The Seventies: Friday, May 17, 1974

Photograph: Flames consume a small house in south-central Los Angeles Friday May 17, 1974 at the climax of an hour-long gun battle between police and a group believed to be members of the Symbionese Liberation Army. Six bodies were found inside after the flames subsided. (AP Photo)

UVF terrorists killed 33 civilians and injured more than 300 in the Republic of Ireland in four simultaneous bomb explosions in County Dublin and County Monaghan. The event marked the highest number of casualties in any single event in The Troubles. Three bombs planted in automobiles exploded simultaneously during the height of the evening rush hour. The car blasts, which caused, more casualties than any other attack since the fighting over Northern Ireland began five years ago, were followed a short time later by a bombing in a small town 80 miles to the north, where five people were killed. Officials did not indicate which side was suspected, but there was a widespread belief in Dublin that extremist Protestants had set the bombs.

Tonight, the Irish Prime Minister, Liam Cosgrave, looking grim but collected, went on television to tell his people: “This will help to bring home to us here in this part of our island what the people in Northern Ireland have been suffering for five long years. Today’s evil deeds will Only serve to strengthen the resolve of those north and south who have been working for peace.”

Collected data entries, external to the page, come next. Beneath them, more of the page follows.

//! Transport configuration.
//!
//! Every field has a default, so a partial JSON document is enough:
//!
//! ```
//! use spslip::TransportConfig;
//!
//! let config = TransportConfig::from_json(r#"{ "max_frame_size": 1024 }"#).unwrap();
//! assert_eq!(config.max_frame_size, 1024);
//! assert_eq!(config.alphabet.end, 0xC0);
//! ```

use serde::{Deserialize, Serialize};

use crate::error::{ConnectionError, Result};
use crate::slip::{SlipAlphabet, SlipDecoder, SlipEncoder, DEFAULT_MAX_FRAME_SIZE};

/// Default read buffer size (64 KiB).
pub const DEFAULT_READ_BUFFER_SIZE: usize = 64 * 1024;

/// Default outbound queue capacity, in frames.
pub const DEFAULT_CHANNEL_CAPACITY: usize = 1024;

/// Settings shared by all connection variants.
#[derive(Debug, Clone, PartialEq, Eq, Serialize, Deserialize)]
#[serde(default)]
pub struct TransportConfig {
    /// Framing bytes. Both ends must agree.
    pub alphabet: SlipAlphabet,
    /// Largest decoded inbound frame; longer frames are dropped.
    pub max_frame_size: usize,
    /// Size of the buffer each socket read fills.
    pub read_buffer_size: usize,
    /// Outbound frames that may wait for the writer before `send` blocks.
    pub channel_capacity: usize,
    /// Emit an `END` before every outbound frame.
    pub leading_end: bool,
    /// Drop empty inbound frames.
    pub skip_empty_frames: bool,
}

impl TransportConfig {
    pub fn new() -> Self {
        Self::default()
    }

    /// Parse from JSON. Missing fields take their defaults.
    pub fn from_json(json: &str) -> Result<Self> {
        let config: Self = serde_json::from_str(json)?;
        config.validate()?;
        Ok(config)
    }

    /// Set the framing alphabet.
    pub fn alphabet(mut self, alphabet: SlipAlphabet) -> Self {
        self.alphabet = alphabet;
        self
    }

    /// Set the maximum inbound frame size.
    pub fn max_frame_size(mut self, size: usize) -> Self {
        self.max_frame_size = size;
        self
    }

    /// Set the read buffer size.
    pub fn read_buffer_size(mut self, size: usize) -> Self {
        self.read_buffer_size = size;
        self
    }

    /// Set the outbound queue capacity.
    pub fn channel_capacity(mut self, capacity: usize) -> Self {
        self.channel_capacity = capacity;
        self
    }

    pub fn leading_end(mut self, enabled: bool) -> Self {
        self.leading_end = enabled;
        self
    }

    pub fn skip_empty_frames(mut self, enabled: bool) -> Self {
        self.skip_empty_frames = enabled;
        self
    }

    /// Check the configuration for values no connection can run with.
    pub fn validate(&self) -> Result<()> {
        self.alphabet.validate()?;
        if self.max_frame_size == 0 {
            return Err(ConnectionError::Config(
                "max_frame_size must be at least 1".into(),
            ));
        }
        if self.read_buffer_size == 0 {
            return Err(ConnectionError::Config(
                "read_buffer_size must be at least 1".into(),
            ));
        }
        if self.channel_capacity == 0 {
            return Err(ConnectionError::Config(
                "channel_capacity must be at least 1".into(),
            ));
        }
        Ok(())
    }

    /// Encoder matching this configuration.
    pub fn encoder(&self) -> SlipEncoder {
        SlipEncoder::new(self.alphabet).with_leading_end(self.leading_end)
    }

    /// Fresh decoder matching this configuration.
    pub fn decoder(&self) -> SlipDecoder {
        SlipDecoder::new(self.alphabet)
            .with_max_frame_size(self.max_frame_size)
            .skip_empty_frames(self.skip_empty_frames)
    }
}

impl Default for TransportConfig {
    fn default() -> Self {
        Self {
            alphabet: SlipAlphabet::default(),
            max_frame_size: DEFAULT_MAX_FRAME_SIZE,
            read_buffer_size: DEFAULT_READ_BUFFER_SIZE,
            channel_capacity: DEFAULT_CHANNEL_CAPACITY,
            leading_end: false,
            skip_empty_frames: false,
        }
    }
}

#[cfg(test)]
mod tests {
    use super::*;

    #[test]
    fn test_config_default() {
        let config = TransportConfig::default();
        assert_eq!(config.alphabet, SlipAlphabet::RFC1055);
        assert_eq!(config.max_frame_size, DEFAULT_MAX_FRAME_SIZE);
        assert_eq!(config.read_buffer_size, DEFAULT_READ_BUFFER_SIZE);
        assert_eq!(config.channel_capacity, DEFAULT_CHANNEL_CAPACITY);
        assert!(!config.leading_end);
        assert!(!config.skip_empty_frames);
        assert!(config.validate().is_ok());
    }

    #[test]
    fn test_config_chaining() {
        let config = TransportConfig::new()
            .max_frame_size(512)
            .read_buffer_size(128)
            .channel_capacity(8)
            .leading_end(true)
            .skip_empty_frames(true);

        assert_eq!(config.max_frame_size, 512);
        assert_eq!(config.read_buffer_size, 128);
        assert_eq!(config.channel_capacity, 8);
        assert!(config.leading_end);
        assert!(config.skip_empty_frames);
    }

    #[test]
    fn test_from_json_full() {
        let json = r#"{
            "alphabet": { "end": 126, "esc": 125, "esc_end": 94, "esc_esc": 93 },
            "max_frame_size": 2048,
            "read_buffer_size": 4096,
            "channel_capacity": 16,
            "leading_end": true,
            "skip_empty_frames": true
        }"#;

        let config = TransportConfig::from_json(json).unwrap();

        assert_eq!(config.alphabet.end, 0x7E);
        assert_eq!(config.alphabet.esc_esc, 0x5D);
        assert_eq!(config.max_frame_size, 2048);
        assert_eq!(config.channel_capacity, 16);
        assert!(config.leading_end);
    }

    #[test]
    fn test_from_json_rejects_invalid() {
        let err = TransportConfig::from_json(r#"{ "channel_capacity": 0 }"#).unwrap_err();
        assert!(matches!(err, ConnectionError::Config(_)));

        let err = TransportConfig::from_json(r#"{ "alphabet": { "esc": 192 } }"#).unwrap_err();
        assert!(matches!(err, ConnectionError::Config(_)));

        let err = TransportConfig::from_json("not json").unwrap_err();
        assert!(matches!(err, ConnectionError::Json(_)));
    }

    #[test]
    fn test_encoder_and_decoder_follow_config() {
        let config = TransportConfig::new().leading_end(true).skip_empty_frames(true);

        let wire = config.encoder().encode(b"hi");
        assert_eq!(&wire[..], b"\xC0hi\xC0");

        let mut decoder = config.decoder();
        let frames: Vec<_> = decoder.feed(&wire).collect();
        assert_eq!(frames.len(), 1);
        assert_eq!(frames[0].as_ref().unwrap().payload(), b"hi");
    }
}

Neither Mr. Cosgrave nor any other official has indicated which side is suspected of planting the bombs, but there is a widespread if unproven conviction in Dublin that it was the work of Protestant extremists. This was bolstered by reports that at least two of the cars used were stolen from Protestant areas of Belfast. A spokesman for the militant Provisional Irish Republican Army said that his organization had had nothing to do with the bombings and denounced them as “vile.” The bombs in Dublin went off just before 5:30 PM, when, crowds coming out of work were thickest on the sidewalks. The explosions were timed so closely that most witnesses thought there had been only one.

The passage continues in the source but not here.